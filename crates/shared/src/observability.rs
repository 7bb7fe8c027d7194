//! # Observability 基盤
//!
//! トレーシング初期化とログ出力形式の設定、リクエストスパンの生成を提供する。
//! 環境変数 `LOG_FORMAT` による JSON / Pretty 出力の切り替えに対応する。

/// Request ID ヘッダー名
pub const REQUEST_ID_HEADER: &str = "x-request-id";

/// ログ出力形式
///
/// 値が未設定または不正な場合は [`Pretty`](LogFormat::Pretty) にフォールバックする。
#[derive(Debug, Clone, Copy, PartialEq, Eq, Default)]
pub enum LogFormat {
    /// JSON 形式（本番環境向け）
    Json,
    /// 人間が読みやすい形式（開発環境向け）
    #[default]
    Pretty,
}

impl LogFormat {
    /// 文字列からログ形式をパースする
    ///
    /// 不正な値の場合は stderr に警告を出力して Pretty にフォールバックする。
    /// トレーシング初期化前に呼ばれるため `tracing` は使えない。
    pub fn parse(s: &str) -> Self {
        match s {
            "json" => Self::Json,
            "pretty" => Self::Pretty,
            other => {
                eprintln!("WARNING: unknown LOG_FORMAT={other:?}, falling back to pretty");
                Self::Pretty
            }
        }
    }

    /// 環境変数 `LOG_FORMAT` から読み取る
    pub fn from_env() -> Self {
        match std::env::var("LOG_FORMAT") {
            Ok(val) => Self::parse(&val),
            Err(_) => Self::default(),
        }
    }
}

/// トレーシング初期化設定
#[derive(Debug, Clone)]
pub struct TracingConfig {
    /// サービス名（初期化ログの `service` フィールドに出力）
    pub service_name: String,
    pub log_format:   LogFormat,
}

impl TracingConfig {
    pub fn new(service_name: impl Into<String>, log_format: LogFormat) -> Self {
        Self {
            service_name: service_name.into(),
            log_format,
        }
    }

    /// `LOG_FORMAT` 環境変数で出力形式を決定する
    pub fn from_env(service_name: impl Into<String>) -> Self {
        Self::new(service_name, LogFormat::from_env())
    }
}

/// トレーシングを初期化する
///
/// `RUST_LOG` 環境変数でログレベルを制御可能。
/// 未設定の場合は `"info,mailswitch=debug"` をデフォルトとする。
///
/// `ErrorLayer` を登録するため、インフラ層のエラーが保持する `SpanTrace` に
/// スパン情報が記録される。
#[cfg(feature = "observability")]
pub fn init_tracing(config: TracingConfig) {
    use tracing_subscriber::{Layer as _, layer::SubscriberExt, util::SubscriberInitExt};

    let env_filter = tracing_subscriber::EnvFilter::try_from_default_env()
        .unwrap_or_else(|_| "info,mailswitch=debug".into());

    let fmt_layer = match config.log_format {
        LogFormat::Json => tracing_subscriber::fmt::layer()
            .json()
            .flatten_event(true)
            .with_target(true)
            .with_current_span(true)
            .with_span_list(false)
            .boxed(),
        LogFormat::Pretty => tracing_subscriber::fmt::layer().boxed(),
    };

    tracing_subscriber::registry()
        .with(env_filter)
        .with(fmt_layer)
        .with(tracing_error::ErrorLayer::default())
        .init();

    tracing::info!(
        service = %config.service_name,
        log_format = ?config.log_format,
        "トレーシングを初期化しました"
    );
}

/// UUID v7 の Request ID を生成する
///
/// `tower_http::request_id::SetRequestIdLayer` に渡して使う。
#[cfg(feature = "observability")]
#[derive(Debug, Clone, Copy, Default)]
pub struct MakeRequestUuidV7;

#[cfg(feature = "observability")]
impl tower_http::request_id::MakeRequestId for MakeRequestUuidV7 {
    fn make_request_id<B>(
        &mut self,
        _request: &http::Request<B>,
    ) -> Option<tower_http::request_id::RequestId> {
        let id = uuid::Uuid::now_v7().to_string();
        http::HeaderValue::from_str(&id)
            .ok()
            .map(tower_http::request_id::RequestId::new)
    }
}

/// リクエストスコープのスパンを生成する
///
/// `TraceLayer::new_for_http().make_span_with(make_request_span)` で使う。
/// `SetRequestIdLayer` より内側に配置すると `request_id` が埋まる。
#[cfg(feature = "observability")]
pub fn make_request_span<B>(request: &http::Request<B>) -> tracing::Span {
    let request_id = request
        .headers()
        .get(REQUEST_ID_HEADER)
        .and_then(|value| value.to_str().ok())
        .unwrap_or("-");

    tracing::info_span!(
        "request",
        method = %request.method(),
        uri = %request.uri(),
        request_id = %request_id,
    )
}
//! # ヘルスチェック共通型
//!
//! `/health`（liveness）と `/health/ready`（readiness）のレスポンス型。

use std::collections::HashMap;

use serde::{Deserialize, Serialize};

/// ヘルスチェックレスポンス
///
/// ```
/// use mailswitch_shared::HealthResponse;
///
/// let response = HealthResponse {
///     status:  "healthy".to_string(),
///     version: "0.1.0".to_string(),
/// };
/// assert_eq!(response.status, "healthy");
/// ```
#[derive(Debug, Serialize)]
pub struct HealthResponse {
    /// 稼働状態（`"healthy"` または `"unhealthy"`）
    pub status:  String,
    /// アプリケーションバージョン（Cargo.toml から取得）
    pub version: String,
}

/// 個別チェックの結果ステータス
#[derive(Debug, Clone, PartialEq, Serialize, Deserialize)]
#[serde(rename_all = "lowercase")]
pub enum CheckStatus {
    Ok,
    Error,
}

/// Readiness 全体のステータス
#[derive(Debug, Clone, PartialEq, Serialize, Deserialize)]
#[serde(rename_all = "snake_case")]
pub enum ReadinessStatus {
    /// 全チェックが成功
    Ready,
    /// いずれかのチェックが失敗
    NotReady,
}

/// Readiness Check レスポンス
#[derive(Debug, Clone, Serialize, Deserialize)]
pub struct ReadinessResponse {
    pub status: ReadinessStatus,
    /// 個別チェック結果（キー: チェック名）
    pub checks: HashMap<String, CheckStatus>,
}

impl ReadinessResponse {
    /// 個別チェック結果から全体ステータスを導出する
    pub fn from_checks(checks: HashMap<String, CheckStatus>) -> Self {
        let status = if checks.values().all(|check| *check == CheckStatus::Ok) {
            ReadinessStatus::Ready
        } else {
            ReadinessStatus::NotReady
        };

        Self { status, checks }
    }
}
//! Brevo トランスポート
//!
//! `POST https://api.brevo.com/v3/smtp/email` に `api-key` ヘッダーで JSON を送る。

use async_trait::async_trait;
use mailswitch_domain::{EmailMessage, ProviderKind};
use serde::{Deserialize, Serialize};

use super::{EmailTransport, JsonApiClient, default_timeout_secs, require_token};
use crate::{
    error::{InfraError, TransportError},
    registry::ProviderFactory,
    secret::SecretString,
};

const DEFAULT_ENDPOINT: &str = "https://api.brevo.com/v3/smtp/email";

fn default_endpoint() -> String {
    DEFAULT_ENDPOINT.to_string()
}

/// `{"id": "brevo", "token": "..."}`
#[derive(Debug, Clone, Deserialize)]
pub struct BrevoConfig {
    pub token:        SecretString,
    #[serde(default = "default_endpoint")]
    pub endpoint:     String,
    #[serde(default = "default_timeout_secs")]
    pub timeout_secs: u64,
}

#[derive(Debug, Serialize)]
#[serde(rename_all = "camelCase")]
struct BrevoPayload<'a> {
    sender:       Sender<'a>,
    to:           Vec<Recipient<'a>>,
    subject:      &'a str,
    #[serde(skip_serializing_if = "Option::is_none")]
    html_content: Option<&'a str>,
    #[serde(skip_serializing_if = "Option::is_none")]
    text_content: Option<&'a str>,
}

#[derive(Debug, Serialize)]
struct Sender<'a> {
    name:  &'a str,
    email: &'a str,
}

#[derive(Debug, Serialize)]
struct Recipient<'a> {
    email: &'a str,
}

impl<'a> From<&'a EmailMessage> for BrevoPayload<'a> {
    fn from(email: &'a EmailMessage) -> Self {
        Self {
            sender:       Sender {
                name:  email.from_name(),
                email: email.from_address(),
            },
            to:           email
                .to()
                .iter()
                .map(|address| Recipient { email: address })
                .collect(),
            subject:      email.subject(),
            html_content: email.has_html().then(|| email.html_body()),
            text_content: email.has_text().then(|| email.text_body()),
        }
    }
}

pub struct BrevoTransport {
    client:  JsonApiClient,
    api_key: SecretString,
}

impl ProviderFactory for BrevoTransport {
    type Config = BrevoConfig;

    const KIND: ProviderKind = ProviderKind::Brevo;

    fn from_config(config: BrevoConfig) -> Result<Self, InfraError> {
        require_token(Self::KIND.id(), &config.token)?;
        let client = JsonApiClient::new(Self::KIND.id(), config.endpoint, config.timeout_secs)?;
        Ok(Self {
            client,
            api_key: config.token,
        })
    }
}

#[async_trait]
impl EmailTransport for BrevoTransport {
    fn name(&self) -> &'static str {
        Self::KIND.id()
    }

    async fn deliver(&self, email: &EmailMessage) -> Result<(), TransportError> {
        self.client
            .post_json(
                ("api-key", self.api_key.expose().to_owned()),
                &BrevoPayload::from(email),
            )
            .await
    }
}
//! SMTP トランスポート
//!
//! lettre の `AsyncSmtpTransport` を使用してメールを送信する。
//!
//! 本文の選び方:
//! - テキストと HTML の両方が空白でなければ `multipart/alternative`
//! - HTML だけなら `text/html` の単一パート
//! - それ以外は `text/plain` の単一パート

use async_trait::async_trait;
use lettre::{
    Address,
    AsyncSmtpTransport,
    AsyncTransport,
    Message,
    Tokio1Executor,
    message::{Mailbox, MultiPart, SinglePart},
    transport::smtp::{
        AsyncSmtpTransportBuilder,
        authentication::Credentials,
        client::{Tls, TlsParameters},
    },
};
use mailswitch_domain::{EmailMessage, ProviderKind};
use serde::Deserialize;

use super::{EmailTransport, default_timeout_secs, timeout_from_secs};
use crate::{
    error::{InfraError, TransportError},
    registry::ProviderFactory,
    secret::SecretString,
};

/// SMTP 接続の暗号化方式
#[derive(Debug, Clone, Copy, Default, PartialEq, Eq, Deserialize)]
#[serde(rename_all = "lowercase")]
pub enum SmtpTls {
    /// 平文（ローカルの開発用 SMTP 向け）
    None,
    /// サーバーが対応していれば STARTTLS
    #[default]
    Opportunistic,
    /// STARTTLS 必須
    Starttls,
    /// 接続時から TLS（SMTPS）
    Wrapper,
}

/// `{"id": "smtp", "host": "...", "port": 587, "user": "...", "password": "..."}`
#[derive(Debug, Clone, Deserialize)]
pub struct SmtpConfig {
    pub host:         String,
    pub port:         u16,
    pub user:         String,
    pub password:     SecretString,
    #[serde(default)]
    pub tls:          SmtpTls,
    #[serde(default = "default_timeout_secs")]
    pub timeout_secs: u64,
}

/// SMTP トランスポート
///
/// `lettre::AsyncSmtpTransport<Tokio1Executor>` をラップする。
pub struct SmtpTransport {
    transport: AsyncSmtpTransport<Tokio1Executor>,
}

fn relay_builder(config: &SmtpConfig) -> Result<AsyncSmtpTransportBuilder, InfraError> {
    let host = config.host.as_str();
    let tls_error =
        |e: lettre::transport::smtp::Error| InfraError::provider_config("smtp", e.to_string());

    let builder = match config.tls {
        // builder_dangerous: TLS なしで接続
        SmtpTls::None => AsyncSmtpTransport::<Tokio1Executor>::builder_dangerous(host),
        SmtpTls::Opportunistic => {
            let parameters = TlsParameters::new(host.to_owned()).map_err(tls_error)?;
            AsyncSmtpTransport::<Tokio1Executor>::builder_dangerous(host)
                .tls(Tls::Opportunistic(parameters))
        }
        SmtpTls::Starttls => {
            AsyncSmtpTransport::<Tokio1Executor>::starttls_relay(host).map_err(tls_error)?
        }
        SmtpTls::Wrapper => AsyncSmtpTransport::<Tokio1Executor>::relay(host).map_err(tls_error)?,
    };

    Ok(builder)
}

impl ProviderFactory for SmtpTransport {
    type Config = SmtpConfig;

    const KIND: ProviderKind = ProviderKind::Smtp;

    fn from_config(config: SmtpConfig) -> Result<Self, InfraError> {
        if config.host.trim().is_empty() {
            return Err(InfraError::provider_config(Self::KIND.id(), "host が空です"));
        }
        if config.port == 0 {
            return Err(InfraError::provider_config(
                Self::KIND.id(),
                "port は 1..=65535 で指定してください",
            ));
        }

        let timeout = timeout_from_secs(Self::KIND.id(), config.timeout_secs)?;

        let credentials = Credentials::new(
            config.user.clone(),
            config.password.expose().to_owned(),
        );
        let transport = relay_builder(&config)?
            .port(config.port)
            .credentials(credentials)
            .timeout(Some(timeout))
            .build();

        Ok(Self { transport })
    }
}

fn parse_address(value: &str, role: &str) -> Result<Address, TransportError> {
    value
        .parse::<Address>()
        .map_err(|e| TransportError::Message(format!("{role}アドレス不正 ({value}): {e}")))
}

/// 送信する MIME メッセージを組み立てる
pub(crate) fn build_message(email: &EmailMessage) -> Result<Message, TransportError> {
    let from = Mailbox::new(
        Some(email.from_name().to_owned()),
        parse_address(email.from_address(), "送信元")?,
    );

    let mut builder = Message::builder().from(from).subject(email.subject());
    for to in email.to() {
        builder = builder.to(Mailbox::new(None, parse_address(to, "宛先")?));
    }

    let text = email.text_body().to_owned();
    let html = email.html_body().to_owned();
    let message = match (email.has_text(), email.has_html()) {
        (true, true) => builder.multipart(MultiPart::alternative_plain_html(text, html)),
        (false, true) => builder.singlepart(SinglePart::html(html)),
        _ => builder.singlepart(SinglePart::plain(text)),
    };

    message.map_err(|e| TransportError::Message(format!("メッセージ構築失敗: {e}")))
}

#[async_trait]
impl EmailTransport for SmtpTransport {
    fn name(&self) -> &'static str {
        Self::KIND.id()
    }

    async fn deliver(&self, email: &EmailMessage) -> Result<(), TransportError> {
        let message = build_message(email)?;
        self.transport.send(message).await?;
        Ok(())
    }
}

• _THE TASK_: Starting at the line with "let host = config.host.as_str();" and ending at the line with "builder_dangerous: TLS なしで接続", print each line of the listing above exactly, with no other lines.

• _EXERCISE RESPONSE_:
    let host = config.host.as_str();
    let tls_error =
        |e: lettre::transport::smtp::Error| InfraError::provider_config("smtp", e.to_string());

    let builder = match config.tls {
        // builder_dangerous: TLS なしで接続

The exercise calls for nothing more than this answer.